Windows seems to know Symantec is controlling things.

CQ

see this one:

https://support.symantec.com/en_US/article.TECH247987.html

I just read TECH247987,  The article also references TECH123729.  I ran  netsh advfirewall show global  on my W10 1709 machine and I see:

Categories:
BootTimeRuleCategory                  Windows Defender Firewall
FirewallRuleCategory                  Windows Defender Firewall
StealthRuleCategory                   Windows Defender Firewall
ConSecRuleCategory                    Windows Defender Firewall

Now I am totally confused.  Windows Defender firewall is Off and and SEP 14 RU1 firewall is On. Why am I seeing the Defender firewall is controlling the 4 categories?  Any insights appreciated.

CQ

This is the good article about it.  But we have to wait for the next SEP version.

It gets even worse.

When you install SEP 14.0.3752.1000 or 14.0.2415.0200 on the Win 10 1709 the firewall driver does not even get installed.

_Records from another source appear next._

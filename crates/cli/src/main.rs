use std::path::PathBuf;

use anyhow::{Context, Result, bail};
use clap::{Parser, Subcommand};
use serde::Serialize;
use tracing::{Level, info, warn};
use tracing_subscriber::EnvFilter;

use calctree_core::CalculationId;
use calctree_engine::{CalculationService, ServiceConfig};
use calctree_storage::SqliteStore;

#[derive(Parser)]
#[clap(author, version, about = "Build shared trees of calculations")]
struct Cli {
    #[clap(short, long, global = true)]
    log_level: Option<String>,
    #[clap(short, long, env = "CALCTREE_DB", default_value = "calctree.db", global = true)]
    database: PathBuf,
    #[clap(long, env = "CALCTREE_MAX_DEPTH", global = true)]
    max_depth: Option<usize>,
    #[clap(subcommand)]
    command: Command,
}

#[derive(Subcommand)]
enum Command {
    /// Manage users
    User {
        #[clap(subcommand)]
        command: UserCommand,
    },
    /// Start a new tree
    Root {
        #[clap(short, long)]
        user: String,
        #[clap(allow_negative_numbers = true)]
        value: f64,
    },
    /// Derive a child calculation from a parent
    Apply {
        #[clap(short, long)]
        user: String,
        parent: i64,
        operation: String,
        #[clap(allow_negative_numbers = true)]
        operand: f64,
    },
    /// Print the tree containing a calculation
    Tree { id: i64 },
    /// Print every tree
    Trees,
    /// Report records that cannot be placed in any tree
    Verify,
}

#[derive(Subcommand)]
enum UserCommand {
    Add { name: String },
}

fn main() -> Result<()> {
    let cli = Cli::parse();
    setup_logging(&cli.log_level);

    let store = SqliteStore::open(&cli.database)
        .with_context(|| format!("opening {}", cli.database.display()))?;
    let mut config = ServiceConfig::default();
    if let Some(max_depth) = cli.max_depth {
        config.max_depth = max_depth;
    }
    let mut service = CalculationService::with_config(store, config);

    run(cli, &mut service)
}

fn run(cli: Cli, service: &mut CalculationService<SqliteStore>) -> Result<()> {
    match cli.command {
        Command::User { command: UserCommand::Add { name } } => {
            let user = service.register_user(&name)?;
            info!("Registered user {} ({})", user.username, user.id);
            print_json(&user)?;
        }
        Command::Root { user, value } => {
            let user = service.require_user(&user)?;
            let view = service.create_root(user.id, value)?;
            info!("Created root {} = {}", view.id(), view.value());
            print_json(&view)?;
        }
        Command::Apply { user, parent, operation, operand } => {
            let user = service.require_user(&user)?;
            let view =
                service.add_operation(user.id, CalculationId::new(parent), &operation, operand)?;
            info!("Created {} = {}", view.id(), view.value());
            print_json(&view)?;
        }
        Command::Tree { id } => match service.get_tree(CalculationId::new(id))? {
            Some(tree) => print_json(&tree)?,
            None => bail!("calculation {id} not found"),
        },
        Command::Trees => {
            let trees = service.get_all_trees()?;
            info!("Loaded {} trees", trees.len());
            print_json(&trees)?;
        }
        Command::Verify => {
            let forest = service.all_forest()?;
            let orphans = forest.orphans();
            for id in &orphans {
                warn!("Calculation {id} is not reachable from any root");
            }
            info!(
                "{} roots, {} calculations placed, {} orphaned",
                forest.root_count(),
                forest.len(),
                orphans.len()
            );
            if !orphans.is_empty() {
                bail!("{} orphaned calculations", orphans.len());
            }
        }
    }

    Ok(())
}

fn print_json<T: Serialize>(value: &T) -> Result<()> {
    println!("{}", serde_json::to_string_pretty(value)?);
    Ok(())
}

fn setup_logging(log_level: &Option<String>) {
    let log_level = match log_level
        .as_deref()
        .unwrap_or("info")
        .to_lowercase()
        .as_str()
    {
        "trace" => Level::TRACE,
        "debug" => Level::DEBUG,
        "info" => Level::INFO,
        "warn" => Level::WARN,
        "error" => Level::ERROR,
        _ => Level::INFO,
    };

    tracing_subscriber::fmt()
        .with_env_filter(EnvFilter::new(log_level.to_string()))
        .with_writer(std::io::stderr)
        .without_time()
        .init();
}
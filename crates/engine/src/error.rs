use calctree_core::{CalculationId, CoreError};
use calctree_storage::StorageError;
use thiserror::Error;

#[derive(Debug, Error)]
pub enum EngineError {
    #[error("storage error: {0}")]
    Storage(#[from] StorageError),

    #[error("core error: {0}")]
    Core(#[from] CoreError),

    #[error("parent calculation not found: {0}")]
    ParentNotFound(CalculationId),

    #[error("user not found: {0}")]
    UserNotFound(String),
}

/// Coarse failure classes for callers that map errors to responses.
#[derive(Debug, Clone, Copy, PartialEq, Eq)]
pub enum ErrorKind {
    InvalidOperation,
    DivisionByZero,
    ParentNotFound,
    CorruptTree,
    InvalidInput,
    NotFound,
    Store,
}

impl EngineError {
    pub fn kind(&self) -> ErrorKind {
        match self {
            Self::Core(e) | Self::Storage(StorageError::Core(e)) => match e {
                CoreError::InvalidOperation(_) => ErrorKind::InvalidOperation,
                CoreError::DivisionByZero => ErrorKind::DivisionByZero,
                CoreError::InvalidNumber(_) => ErrorKind::InvalidInput,
                CoreError::CorruptTree { .. } => ErrorKind::CorruptTree,
            },
            Self::ParentNotFound(_) => ErrorKind::ParentNotFound,
            Self::UserNotFound(_) => ErrorKind::NotFound,
            Self::Storage(StorageError::UsernameTaken(_))
            | Self::Storage(StorageError::ConstraintViolation(_)) => ErrorKind::InvalidInput,
            Self::Storage(_) => ErrorKind::Store,
        }
    }
}
//! Tree builder: flat parent-referencing records in, ordered forest out.
//!
//! Nodes live in one arena and relations are indices into it. Output order
//! follows input order; callers that want chronological siblings hand the
//! records over sorted by creation time.

use std::collections::HashMap;

use serde::Serialize;

use crate::calculation::TreeRecord;
use crate::ids::CalculationId;

/// A record together with its nested children.
#[derive(Debug, Clone, PartialEq, Serialize)]
pub struct TreeNode<T> {
    #[serde(flatten)]
    pub calculation: T,
    pub children: Vec<TreeNode<T>>,
}

impl<T> TreeNode<T> {
    /// Number of nodes in this subtree, including itself.
    pub fn node_count(&self) -> usize {
        let mut count = 0;
        let mut stack = vec![self];
        while let Some(node) = stack.pop() {
            count += 1;
            stack.extend(node.children.iter());
        }
        count
    }
}

#[derive(Debug)]
pub struct Forest<T> {
    nodes: Vec<T>,
    index: HashMap<CalculationId, usize>,
    children: Vec<Vec<usize>>,
    roots: Vec<usize>,
    reachable: Vec<bool>,
}

/// Assemble a forest in two passes: index every record by id, then attach
/// each record to its parent.
///
/// A record whose parent is not in the input is an orphan and is left out of
/// the forest, together with anything that descends from it. Repeated ids
/// keep their first occurrence.
pub fn build_forest<T, I>(records: I) -> Forest<T>
where
    T: TreeRecord,
    I: IntoIterator<Item = T>,
{
    assemble(records, |record| record.parent_id().is_none())
}

/// Assemble the single tree headed by `root_id`, treating that record as the
/// root even if it names a parent. Used when the true root is unreachable and
/// an ancestor stands in for it.
pub fn build_tree<T, I>(root_id: CalculationId, records: I) -> Option<TreeNode<T>>
where
    T: TreeRecord,
    I: IntoIterator<Item = T>,
{
    assemble(records, |record| record.id() == root_id)
        .into_trees()
        .into_iter()
        .next()
}

fn assemble<T, I, R>(records: I, is_root: R) -> Forest<T>
where
    T: TreeRecord,
    I: IntoIterator<Item = T>,
    R: Fn(&T) -> bool,
{
    let mut nodes = Vec::new();
    let mut index = HashMap::new();
    for record in records {
        let id = record.id();
        if index.contains_key(&id) {
            continue;
        }
        index.insert(id, nodes.len());
        nodes.push(record);
    }

    let mut children = vec![Vec::new(); nodes.len()];
    let mut roots = Vec::new();
    for (idx, node) in nodes.iter().enumerate() {
        if is_root(node) {
            roots.push(idx);
            continue;
        }
        if let Some(parent_id) = node.parent_id()
            && let Some(&parent) = index.get(&parent_id)
            && parent != idx
        {
            children[parent].push(idx);
        }
    }

    // Anything not reachable from a root is an orphan or sits under one.
    let mut reachable = vec![false; nodes.len()];
    let mut stack: Vec<usize> = roots.clone();
    while let Some(idx) = stack.pop() {
        if reachable[idx] {
            continue;
        }
        reachable[idx] = true;
        stack.extend(children[idx].iter().copied());
    }

    Forest { nodes, index, children, roots, reachable }
}

impl<T: TreeRecord> Forest<T> {
    /// Records placed in the forest.
    pub fn len(&self) -> usize {
        self.reachable.iter().filter(|r| **r).count()
    }

    pub fn is_empty(&self) -> bool {
        self.roots.is_empty()
    }

    pub fn root_count(&self) -> usize {
        self.roots.len()
    }

    pub fn roots(&self) -> impl Iterator<Item = &T> + '_ {
        self.roots.iter().map(|&idx| &self.nodes[idx])
    }

    pub fn get(&self, id: CalculationId) -> Option<&T> {
        self.index
            .get(&id)
            .filter(|&&idx| self.reachable[idx])
            .map(|&idx| &self.nodes[idx])
    }

    pub fn children_of(&self, id: CalculationId) -> Vec<&T> {
        match self.index.get(&id) {
            Some(&idx) if self.reachable[idx] => {
                self.children[idx].iter().map(|&c| &self.nodes[c]).collect()
            }
            _ => Vec::new(),
        }
    }

    /// Ids of records left out of the forest, in input order.
    pub fn orphans(&self) -> Vec<CalculationId> {
        self.nodes
            .iter()
            .zip(&self.reachable)
            .filter(|(_, reached)| !**reached)
            .map(|(node, _)| node.id())
            .collect()
    }

    /// Consume the arena into nested trees, one per root.
    pub fn into_trees(self) -> Vec<TreeNode<T>> {
        // Pre-order puts every parent before its descendants, so walking it
        // backwards builds children before the node that owns them.
        let mut preorder = Vec::with_capacity(self.nodes.len());
        let mut stack: Vec<usize> = self.roots.iter().rev().copied().collect();
        while let Some(idx) = stack.pop() {
            preorder.push(idx);
            stack.extend(self.children[idx].iter().rev().copied());
        }

        let mut slots: Vec<Option<T>> = self.nodes.into_iter().map(Some).collect();
        let mut built: Vec<Option<TreeNode<T>>> = Vec::with_capacity(slots.len());
        built.resize_with(slots.len(), || None);

        for &idx in preorder.iter().rev() {
            let Some(calculation) = slots[idx].take() else {
                continue;
            };
            let children = self.children[idx]
                .iter()
                .filter_map(|&c| built[c].take())
                .collect();
            built[idx] = Some(TreeNode { calculation, children });
        }

        self.roots
            .iter()
            .filter_map(|&idx| built[idx].take())
            .collect()
    }
}

/// Flatten trees back into records, parents before children.
pub fn flatten_preorder<T: Clone>(trees: &[TreeNode<T>]) -> Vec<T> {
    let mut out = Vec::new();
    let mut stack: Vec<&TreeNode<T>> = trees.iter().rev().collect();
    while let Some(node) = stack.pop() {
        out.push(node.calculation.clone());
        stack.extend(node.children.iter().rev());
    }
    out
}

#[cfg(test)]
mod tests {
    use super::*;

    #[derive(Debug, Clone, PartialEq, Serialize)]
    struct Rec {
        id: CalculationId,
        parent: Option<CalculationId>,
    }

    impl TreeRecord for Rec {
        fn id(&self) -> CalculationId {
            self.id
        }

        fn parent_id(&self) -> Option<CalculationId> {
            self.parent
        }
    }

    fn rec(id: i64, parent: Option<i64>) -> Rec {
        Rec {
            id: CalculationId::new(id),
            parent: parent.map(CalculationId::new),
        }
    }

    fn ids<T: TreeRecord>(nodes: &[TreeNode<T>]) -> Vec<i64> {
        nodes.iter().map(|n| n.calculation.id().get()).collect()
    }

    fn edges(trees: &[TreeNode<Rec>]) -> Vec<(i64, Option<i64>)> {
        let mut out: Vec<_> = flatten_preorder(trees)
            .into_iter()
            .map(|r| (r.id.get(), r.parent.map(|p| p.get())))
            .collect();
        out.sort();
        out
    }

    #[test]
    fn single_root_has_no_children() {
        let trees = build_forest(vec![rec(1, None)]).into_trees();
        assert_eq!(trees.len(), 1);
        assert!(trees[0].children.is_empty());
    }

    #[test]
    fn empty_input_gives_empty_forest() {
        let forest = build_forest(Vec::<Rec>::new());
        assert!(forest.is_empty());
        assert!(forest.into_trees().is_empty());
    }

    #[test]
    fn orphan_is_excluded() {
        let forest = build_forest(vec![rec(1, None), rec(2, Some(5))]);
        assert_eq!(forest.orphans(), vec![CalculationId::new(2)]);
        assert!(forest.get(CalculationId::new(2)).is_none());

        let trees = forest.into_trees();
        assert_eq!(ids(&trees), vec![1]);
        assert!(trees[0].children.is_empty());
    }

    #[test]
    fn descendants_of_orphans_are_excluded_too() {
        let forest = build_forest(vec![rec(3, Some(2)), rec(2, Some(99)), rec(1, None)]);
        assert_eq!(forest.len(), 1);
        assert_eq!(
            forest.orphans(),
            vec![CalculationId::new(3), CalculationId::new(2)]
        );
    }

    #[test]
    fn parent_cycles_and_self_parents_are_excluded() {
        let forest = build_forest(vec![
            rec(1, None),
            rec(2, Some(3)),
            rec(3, Some(2)),
            rec(4, Some(4)),
        ]);
        assert_eq!(forest.root_count(), 1);
        assert_eq!(forest.orphans().len(), 3);
        assert_eq!(forest.into_trees()[0].node_count(), 1);
    }

    #[test]
    fn roots_and_siblings_keep_input_order() {
        let trees = build_forest(vec![
            rec(7, None),
            rec(3, None),
            rec(9, Some(3)),
            rec(4, Some(3)),
            rec(5, Some(7)),
        ])
        .into_trees();
        assert_eq!(ids(&trees), vec![7, 3]);
        assert_eq!(ids(&trees[0].children), vec![5]);
        assert_eq!(ids(&trees[1].children), vec![9, 4]);
    }

    #[test]
    fn roots_iterate_in_input_order_without_orphans() {
        let forest = build_forest(vec![rec(4, None), rec(5, Some(99)), rec(2, None), rec(6, Some(4))]);
        let roots: Vec<_> = forest.roots().map(|r| r.id.get()).collect();
        assert_eq!(roots, vec![4, 2]);
    }

    #[test]
    fn children_listed_before_parent_still_attach() {
        let trees = build_forest(vec![rec(3, Some(2)), rec(2, Some(1)), rec(1, None)]).into_trees();
        assert_eq!(ids(&trees), vec![1]);
        assert_eq!(ids(&trees[0].children), vec![2]);
        assert_eq!(ids(&trees[0].children[0].children), vec![3]);
    }

    #[test]
    fn duplicate_ids_keep_first_occurrence() {
        let forest = build_forest(vec![rec(1, None), rec(2, Some(1)), rec(2, None)]);
        assert_eq!(forest.root_count(), 1);
        assert_eq!(forest.len(), 2);
        assert_eq!(forest.children_of(CalculationId::new(1)).len(), 1);
    }

    #[test]
    fn rebuilding_a_flattened_forest_is_isomorphic() {
        let original = build_forest(vec![
            rec(1, None),
            rec(2, Some(1)),
            rec(3, Some(1)),
            rec(4, Some(2)),
            rec(5, None),
            rec(6, Some(5)),
            rec(7, Some(4)),
        ])
        .into_trees();

        let mut flat = flatten_preorder(&original);
        assert_eq!(flat.len(), 7);

        let rebuilt = build_forest(flat.clone()).into_trees();
        assert_eq!(rebuilt, original);

        flat.reverse();
        flat.rotate_left(3);
        let shuffled = build_forest(flat).into_trees();
        assert_eq!(edges(&shuffled), edges(&original));
        assert_eq!(shuffled.iter().map(TreeNode::node_count).sum::<usize>(), 7);
    }

    #[test]
    fn anchored_tree_accepts_a_root_with_a_missing_parent() {
        let records = vec![rec(3, Some(2)), rec(4, Some(3)), rec(5, Some(3))];
        assert!(build_forest(records.clone()).into_trees().is_empty());

        let tree = build_tree(CalculationId::new(3), records).unwrap();
        assert_eq!(tree.calculation.id.get(), 3);
        assert_eq!(ids(&tree.children), vec![4, 5]);
    }

    #[test]
    fn anchored_tree_of_a_healthy_subtree_matches_the_forest() {
        let records = vec![rec(1, None), rec(2, Some(1)), rec(3, Some(2))];
        let forest = build_forest(records.clone()).into_trees();
        assert_eq!(build_tree(CalculationId::new(1), records), forest.into_iter().next());
        assert!(build_tree(CalculationId::new(9), vec![rec(1, None)]).is_none());
    }

    #[test]
    fn long_chain_assembles() {
        let mut records = vec![rec(0, None)];
        records.extend((1..2_000).map(|i| rec(i, Some(i - 1))));
        let trees = build_forest(records).into_trees();
        assert_eq!(trees.len(), 1);
        assert_eq!(trees[0].node_count(), 2_000);
        assert_eq!(flatten_preorder(&trees).len(), 2_000);
    }
}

If you hoover over the system tray icon it states "Symantec Endpoint Protection" "Firewall driver is not loaded".

I hope Symantec will not wait to long with a Patch or Update to solve the issues there are when installing SEP on Win 10 1709 version.

@KSBE

I have not seen "Firewall driver is not loaded" on the two machines I upgraded.  However they both had 14 RU1 installed BEFORE they they were upgraded to 1709.  I assume you did a fresh, managed install of 4 RU1 on a 1709 machine?

What are you hearing from support on your case?  Your comment seems to imply the only solution is wait for the next SEP release.  If true, I find that very disappointing......

CQ

@CQ

We install it by creating a full exe package from the SEPM and then install it on our machines.

Yes correct we only see the issue with the firewall when we install the 14RU1 on the Win10 1709 version.

We also have tested the previous SEP version and also there the firewall does not get installed when installed on the win 10 1709.

Some post above a link was posted by S_K where Symantec states that there is an issue and you need to wait for the next release.

https://support.symantec.com/en_US/article.TECH247987.html

I hope someone at symantec reads this and they will act ASAP to solve the issue.

Sidenote :

I did create a support case, and they called me several times that they where investigating, some time later the webpage (see the link) was posted and they called me a final time to say that they will close the case ..... I must say that the conversation was in English, but some of the conversation was lost due to bad connection and the rather poor English. Next time I need to open a case, I will ask for e-mail or chat support and not by phone anymore.

Hello, does anyone know to inform, if they have already made available a solution to this situation of Firewall?

The answer is in the link to the Tech article 247987.

FYI : I'm now unsubscribed from this Post.